Inspiração de viagem para ler no avião. (publicados na Revista INDICO da LAM, Moçambique).
segunda-feira, 20 de dezembro de 2010
Tanzânia é segredo
As crianças avançam à minha frente, fazem gestos para que as siga. Passamos por entre os milheirais e atravessamos em tronco escorregadio os riachos. Não sei para onde vou, venho à procura de uma coisa mas nem sei se é aqui… na verdade porco importa, sigo-as.
Tanzânia é quente e húmida e até hoje me deixa na boca a doçura pegajosa de uma manga misturada com o sabor acre do suor.
Tanzânia é mistério e castigo, karibu (bem-vindo) aberto na boca das gentes, e trato duro nos gestos do dia contigo, comigo, com os estrangeiros.
Continuo a subir e a descer as terras vermelhas pelo caminho que as águas das chuvas fendem nas colinas. Não tenho pressa.
Vou para norte, venho do sul. O sul é clima equatorial, coqueirais, águas mornas e aldeias, aldeias pequenas… No sul da Tanzânia há uma aldeia, frente à baia de Índico uma colina, e na colina um antigo forte alemão transformado em hotel por uma ONG britânica. O contraste de mundos que se sente aqui é especial, é colorido como um mergulho nas águas com a maior diversidade marinha de África.
O tempo é meu. Aqui depois de anoitecer não há hora. Entre o amanhecer e o anoitecer vivemos. Nasce o sol e é hora, uma hora. A partir daí contamos, duas, três, quatro horas… quando o sol se põe acabou o dia. Não contamos mais. Está escuro e o brilho das estrelas faz-me olhar para cima, vejo os coqueiros que abanam ao vento, vejo o fumo das fogueiras que sobe como véu translúcido até desaparecer entre os cocos.
Tanzânia é suor a pingar da testa a salgar os olhos.
Desta aldeia, Mikindani, na província de Mtwara do outro lado da fronteira natural que é o rio Ruvuma, até à capital é viagem de distâncias. Do mato para a cidade. Dar es Salaam tem estória, tem cultura, tem política e prédios, tem mercados, tem água - às vezes - tem luz – quase sempre. Mas a viajar é no mato que nos perdemos. É na pele marcada das tribos, na cabeça decorada de missangas, no passo lento, molengão do gado, na corrida frenética dos macacos. É ai que me perco. No formato redondo das casas de lama e palha, feitas de chão. Nos pés descalços das crianças que sorriem sempre.

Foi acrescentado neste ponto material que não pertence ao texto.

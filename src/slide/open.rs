//! Opening slides from local files.
//!
//! This module ties the I/O layer, format detection, and format readers
//! together into a single [`Slide`] handle:
//! - Block caching for efficient I/O
//! - Format auto-detection on open
//! - Decoded-tile caching for region assembly
//!
//! # Example
//!
//! ```ignore
//! use wsitk_utils::slide::Slide;
//!
//! let slide = Slide::open("slides/sample.svs").await?;
//!
//! println!("{}x{}", slide.info().width, slide.info().height);
//!
//! // Read a decoded tile
//! let tile = slide.decoded_tile(0, 0, 0).await?;
//! ```

use std::collections::BTreeMap;
use std::path::{Path, PathBuf};
use std::sync::Arc;

use bytes::Bytes;
use image::RgbImage;
use serde::Serialize;
use tracing::debug;

use crate::error::{ConvertError, FormatError, TiffError, TileError};
use crate::format::{detect_format, GenericTiffReader, SlideFormat, SvsReader};
use crate::io::{BlockCache, FileRangeReader};
use crate::tile::{decode_tile, TileCache, TileCacheKey};

use super::reader::{LevelInfo, SlideReader};
use super::region::Region;

// =============================================================================
// Slide Information
// =============================================================================

/// Metadata summary for an opened slide.
///
/// This is the format-independent view of a slide used by the conversion
/// pipeline and the `info` command.
#[derive(Debug, Clone, Serialize)]
pub struct SlideInfo {
    /// Full-resolution width in pixels
    pub width: u32,

    /// Full-resolution height in pixels
    pub height: u32,

    /// Number of pyramid levels
    pub level_count: usize,

    /// Tissue bounding box recorded by the scanner, in level 0 pixels.
    ///
    /// TIFF-family formats do not record one, so this stays `None` and
    /// autocropping falls back to the full image.
    pub roi: Option<Region>,

    /// Microns per pixel along X at level 0
    pub mpp_x: Option<f64>,

    /// Microns per pixel along Y at level 0
    pub mpp_y: Option<f64>,

    /// Objective magnification (e.g., 20, 40)
    pub objective_power: Option<f64>,

    /// Downsample ratio between consecutive pyramid levels (usually 2 or 4)
    pub magnification_step: u32,

    /// Scanner vendor name
    pub vendor: Option<String>,

    /// ImageDescription of the base level, if present
    pub description: Option<String>,

    /// Vendor key-value metadata (e.g., SVS "Date", "ScanScope ID")
    pub properties: BTreeMap<String, String>,
}

/// Compute the downsample ratio between consecutive pyramid levels.
///
/// Single-level files and degenerate downsample chains report a step of 1.
fn magnification_step(downsamples: &[f64]) -> u32 {
    if downsamples.len() < 2 || downsamples[0] <= 0.0 {
        return 1;
    }

    let step = (downsamples[1] / downsamples[0]).round();
    if step >= 1.0 {
        step as u32
    } else {
        1
    }
}

// =============================================================================
// Slide
// =============================================================================

/// Internal enum to hold format-specific readers.
///
/// We use an enum instead of trait objects because `SlideReader::read_tile`
/// is generic over the reader type, making the trait not object-safe.
enum SlideImpl {
    Svs(SvsReader),
    GenericTiff(GenericTiffReader),
}

/// An opened Whole Slide Image.
///
/// This holds the parsed slide structure, the underlying file reader
/// (wrapped in a [`BlockCache`] for efficient I/O), and a cache of
/// decoded tiles.
pub struct Slide {
    /// Source file path
    path: PathBuf,

    /// The detected format of this slide
    format: SlideFormat,

    /// The underlying reader with block caching
    reader: BlockCache<FileRangeReader>,

    /// The slide reader (either SVS or generic TIFF)
    inner: SlideImpl,

    /// Cache of decoded tiles
    cache: TileCache,

    /// Format-independent metadata summary
    info: SlideInfo,
}

impl Slide {
    /// Open a slide with format auto-detection.
    ///
    /// # Errors
    ///
    /// Returns an error if the file cannot be read, is not a supported TIFF
    /// variant, or contains no pyramid levels.
    pub async fn open(path: impl AsRef<Path>) -> Result<Self, FormatError> {
        let path = path.as_ref().to_path_buf();

        let file = FileRangeReader::open(&path)?;
        let reader = BlockCache::new(file);

        // Detect format
        let format = detect_format(&reader).await?;
        debug!(path = %path.display(), format = format.name(), "detected slide format");

        // Open the appropriate reader
        let inner = match format {
            SlideFormat::AperioSvs => {
                let svs = SvsReader::open(&reader).await?;
                SlideImpl::Svs(svs)
            }
            SlideFormat::GenericTiff => {
                let tiff = GenericTiffReader::open(&reader).await?;
                SlideImpl::GenericTiff(tiff)
            }
        };

        let info = Self::build_info(&inner);
        if info.level_count == 0 {
            return Err(FormatError::UnsupportedFormat {
                reason: "no pyramid levels found".to_string(),
            });
        }

        Ok(Slide {
            path,
            format,
            reader,
            inner,
            cache: TileCache::new(),
            info,
        })
    }

    /// Build the metadata summary for an opened reader.
    fn build_info(inner: &SlideImpl) -> SlideInfo {
        let (width, height, level_count, downsamples) = match inner {
            SlideImpl::Svs(r) => {
                let (w, h) = r.dimensions().unwrap_or((0, 0));
                let ds: Vec<f64> = (0..r.level_count())
                    .filter_map(|i| r.level_downsample(i))
                    .collect();
                (w, h, r.level_count(), ds)
            }
            SlideImpl::GenericTiff(r) => {
                let (w, h) = r.dimensions().unwrap_or((0, 0));
                let ds: Vec<f64> = (0..r.level_count())
                    .filter_map(|i| r.level_downsample(i))
                    .collect();
                (w, h, r.level_count(), ds)
            }
        };

        let (mpp_x, mpp_y, objective_power, vendor, description, properties) = match inner {
            SlideImpl::Svs(r) => {
                let meta = r.metadata();
                let properties: BTreeMap<String, String> = meta
                    .properties
                    .iter()
                    .map(|(k, v)| (k.clone(), v.clone()))
                    .collect();
                (
                    meta.mpp,
                    meta.mpp,
                    meta.magnification,
                    meta.vendor.clone(),
                    meta.image_description.clone(),
                    properties,
                )
            }
            SlideImpl::GenericTiff(r) => {
                let (mpp_x, mpp_y) = match r.mpp() {
                    Some((x, y)) => (Some(x), Some(y)),
                    None => (None, None),
                };
                (
                    mpp_x,
                    mpp_y,
                    None,
                    None,
                    r.description().map(str::to_string),
                    BTreeMap::new(),
                )
            }
        };

        SlideInfo {
            width,
            height,
            level_count,
            roi: None,
            mpp_x,
            mpp_y,
            objective_power,
            magnification_step: magnification_step(&downsamples),
            vendor,
            description,
            properties,
        }
    }

    /// Get the source file path.
    pub fn path(&self) -> &Path {
        &self.path
    }

    /// Get the detected format of this slide.
    pub fn format(&self) -> SlideFormat {
        self.format
    }

    /// Get the metadata summary.
    pub fn info(&self) -> &SlideInfo {
        &self.info
    }

    /// Whether the underlying file is BigTIFF.
    pub fn is_bigtiff(&self) -> bool {
        match &self.inner {
            SlideImpl::Svs(r) => r.header().is_bigtiff,
            SlideImpl::GenericTiff(r) => r.header().is_bigtiff,
        }
    }

    /// Number of non-pyramid IFDs in the file (labels, macros, thumbnails).
    pub fn associated_image_count(&self) -> usize {
        match &self.inner {
            SlideImpl::Svs(r) => r.pyramid().other_ifds.len(),
            SlideImpl::GenericTiff(r) => r.pyramid().other_ifds.len(),
        }
    }

    /// Get the number of pyramid levels.
    pub fn level_count(&self) -> usize {
        match &self.inner {
            SlideImpl::Svs(r) => r.level_count(),
            SlideImpl::GenericTiff(r) => r.level_count(),
        }
    }

    /// Get dimensions of the full-resolution (level 0) image.
    pub fn dimensions(&self) -> Option<(u32, u32)> {
        match &self.inner {
            SlideImpl::Svs(r) => r.dimensions(),
            SlideImpl::GenericTiff(r) => r.dimensions(),
        }
    }

    /// Get dimensions of a specific level.
    pub fn level_dimensions(&self, level: usize) -> Option<(u32, u32)> {
        match &self.inner {
            SlideImpl::Svs(r) => r.level_dimensions(level),
            SlideImpl::GenericTiff(r) => r.level_dimensions(level),
        }
    }

    /// Get the downsample factor for a level.
    pub fn level_downsample(&self, level: usize) -> Option<f64> {
        match &self.inner {
            SlideImpl::Svs(r) => r.level_downsample(level),
            SlideImpl::GenericTiff(r) => r.level_downsample(level),
        }
    }

    /// Get tile size for a level.
    pub fn tile_size(&self, level: usize) -> Option<(u32, u32)> {
        match &self.inner {
            SlideImpl::Svs(r) => r.tile_size(level),
            SlideImpl::GenericTiff(r) => r.tile_size(level),
        }
    }

    /// Get the number of tiles in X and Y directions for a level.
    pub fn tile_count(&self, level: usize) -> Option<(u32, u32)> {
        match &self.inner {
            SlideImpl::Svs(r) => r.tile_count(level),
            SlideImpl::GenericTiff(r) => r.tile_count(level),
        }
    }

    /// Get complete information about a level.
    pub fn level_info(&self, level: usize) -> Option<LevelInfo> {
        match &self.inner {
            SlideImpl::Svs(r) => r.level_info(level),
            SlideImpl::GenericTiff(r) => r.level_info(level),
        }
    }

    /// Find the best level for a given downsample factor.
    pub fn best_level_for_downsample(&self, downsample: f64) -> Option<usize> {
        match &self.inner {
            SlideImpl::Svs(r) => SlideReader::best_level_for_downsample(r, downsample),
            SlideImpl::GenericTiff(r) => SlideReader::best_level_for_downsample(r, downsample),
        }
    }

    /// Read a tile's compressed payload, ready for decoding.
    ///
    /// # Arguments
    /// * `level` - Pyramid level index (0 = highest resolution)
    /// * `tile_x` - Tile X coordinate (0-indexed from left)
    /// * `tile_y` - Tile Y coordinate (0-indexed from top)
    pub async fn read_tile(
        &self,
        level: usize,
        tile_x: u32,
        tile_y: u32,
    ) -> Result<Bytes, TiffError> {
        match &self.inner {
            SlideImpl::Svs(r) => r.read_tile(&self.reader, level, tile_x, tile_y).await,
            SlideImpl::GenericTiff(r) => r.read_tile(&self.reader, level, tile_x, tile_y).await,
        }
    }

    /// Read and decode a tile, going through the decoded-tile cache.
    ///
    /// Decoding runs on the blocking thread pool; cache hits return the
    /// shared pixels without copying.
    pub async fn decoded_tile(
        &self,
        level: usize,
        tile_x: u32,
        tile_y: u32,
    ) -> Result<Arc<RgbImage>, ConvertError> {
        let key = TileCacheKey::new(level as u32, tile_x, tile_y);

        if let Some(tile) = self.cache.get(&key).await {
            return Ok(tile);
        }

        let info = self
            .level_info(level)
            .ok_or_else(|| TiffError::InvalidTagValue {
                tag: "level",
                message: format!("level {} out of range", level),
            })?;

        let data = self.read_tile(level, tile_x, tile_y).await?;

        let tile = tokio::task::spawn_blocking(move || {
            decode_tile(
                &data,
                info.compression,
                info.samples_per_pixel,
                info.tile_width,
                info.tile_height,
            )
        })
        .await
        .map_err(|e| TileError::DecodeError {
            message: format!("decode task failed: {}", e),
        })??;

        let tile = Arc::new(tile);
        self.cache.put(key, tile.clone()).await;
        Ok(tile)
    }
}

// =============================================================================
// Tests
// =============================================================================
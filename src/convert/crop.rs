//! Crop region resolution.
//!
//! Both conversion pipelines accept the same three cropping behaviors:
//! convert everything, crop to the tissue bounding box the scanner
//! recorded, or crop to an explicit caller-supplied region. This module
//! turns that choice into a concrete level 0 region before any pixels
//! are read.

use tracing::warn;

use crate::error::ConvertError;
use crate::slide::{Region, SlideInfo};

/// How a conversion selects its source region, in level 0 pixels.
#[derive(Debug, Clone, Copy, PartialEq, Eq, Default)]
pub enum CropMode {
    /// Convert the full image
    #[default]
    Full,

    /// Crop to the tissue bounding box recorded by the scanner, falling
    /// back to the full image when the slide does not record one
    Auto,

    /// Crop to a caller-supplied region
    Explicit(Region),
}

/// Resolve a crop mode against a slide into the region to convert.
///
/// Explicit regions are clamped to the image bounds; corners beyond the
/// image slide back inside and oversized extents shrink. Automatic
/// cropping degrades to the full image with a warning rather than
/// failing, since the bounding box is optional vendor metadata.
///
/// # Errors
///
/// Returns [`ConvertError::EmptyCrop`] when an explicit region clamps
/// down to zero area, reported with the originally requested values.
pub fn resolve_crop(info: &SlideInfo, mode: CropMode) -> Result<Region, ConvertError> {
    let full = Region::new(0, 0, info.width, info.height);

    match mode {
        CropMode::Full => Ok(full),
        CropMode::Auto => match info.roi {
            Some(roi) => {
                let clamped = roi.clamped(info.width, info.height);
                if clamped.is_empty() {
                    warn!(?roi, "recorded tissue region is empty, converting the full image");
                    Ok(full)
                } else {
                    Ok(clamped)
                }
            }
            None => {
                warn!("slide records no tissue region, converting the full image");
                Ok(full)
            }
        },
        CropMode::Explicit(region) => {
            let clamped = region.clamped(info.width, info.height);
            if clamped.is_empty() {
                return Err(ConvertError::EmptyCrop {
                    x0: region.x,
                    y0: region.y,
                    width: region.width,
                    height: region.height,
                });
            }
            Ok(clamped)
        }
    }
}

Viajo para norte. Sim, é fácil ver no mapa de um país qual é a zona mais desenvolvida, depende apenas dos vizinhos… na Tanzânia vizinho rico é queniano. Claro que para as gentes que habitam estas terras estas fronteiras são imaginárias, para o nómada não há terra ou nação, há gado e família, e mundo para percorrer ao sabor da chuva.
Tanzânia é terreno de lendas. Vivem na terra, ensopada pela superstição das águas que enchem os lagos.
E o norte é a capital da vida selvagem, todo o país é como uma grande reserva de vida animal, por vezes sem fronteiras entre elas.
Tanzânia tem o luxo dos lodges de cinco estrelas e a simplicidade do mato. A fama das planícies do Serengueti e os mistérios escondidos na costa e nas montanhas.
Para mim há duas reservas que enchem o olhar, Ngorungoro e Manyara.
Ngorungoru é cratera de vulcão extinto, no centro um lago e por ali, em reserva com limites naturais, convivem os animais e o Homem. Tribos Massai partilham impensável espaço com predadores e presas, defendendo à lança o seu gado.
Manyara é o lago, o mato denso, que engole os caminhos e nos revela os animais quando já estão a poucos metros de nós.
Agora sigo as crianças avançando para o interior, para as plantações de café nas montanhas frescas. E venho à procura… cascata Koporogwe, foi o nome que me disseram. Procuro. Já nem tento o meu engasgado swahili que é com o inglês a língua oficial do país, aqui as gentes são diferentes, não nos entendemos nas mesmas palavras.
- Koporogwe? – vou repetindo, movendo ridiculamente as mãos indicando as possíveis direcções, todos sorriem, mas ninguém responde, só as crianças reagem, correm, sigo-as.
Só por isso as sigo.
Encontramos a cascata, sim, caminhamos pelas terras até termos acesso a uma espécie de gruta por detrás da água que cai. Vejo as gotas que se desenham em suicida queda… as crianças cabriolam e mostram todo o espaço como se lhes pertencesse e fosse assim – secreto.
Tanzânia é segredo, não contes a ninguém.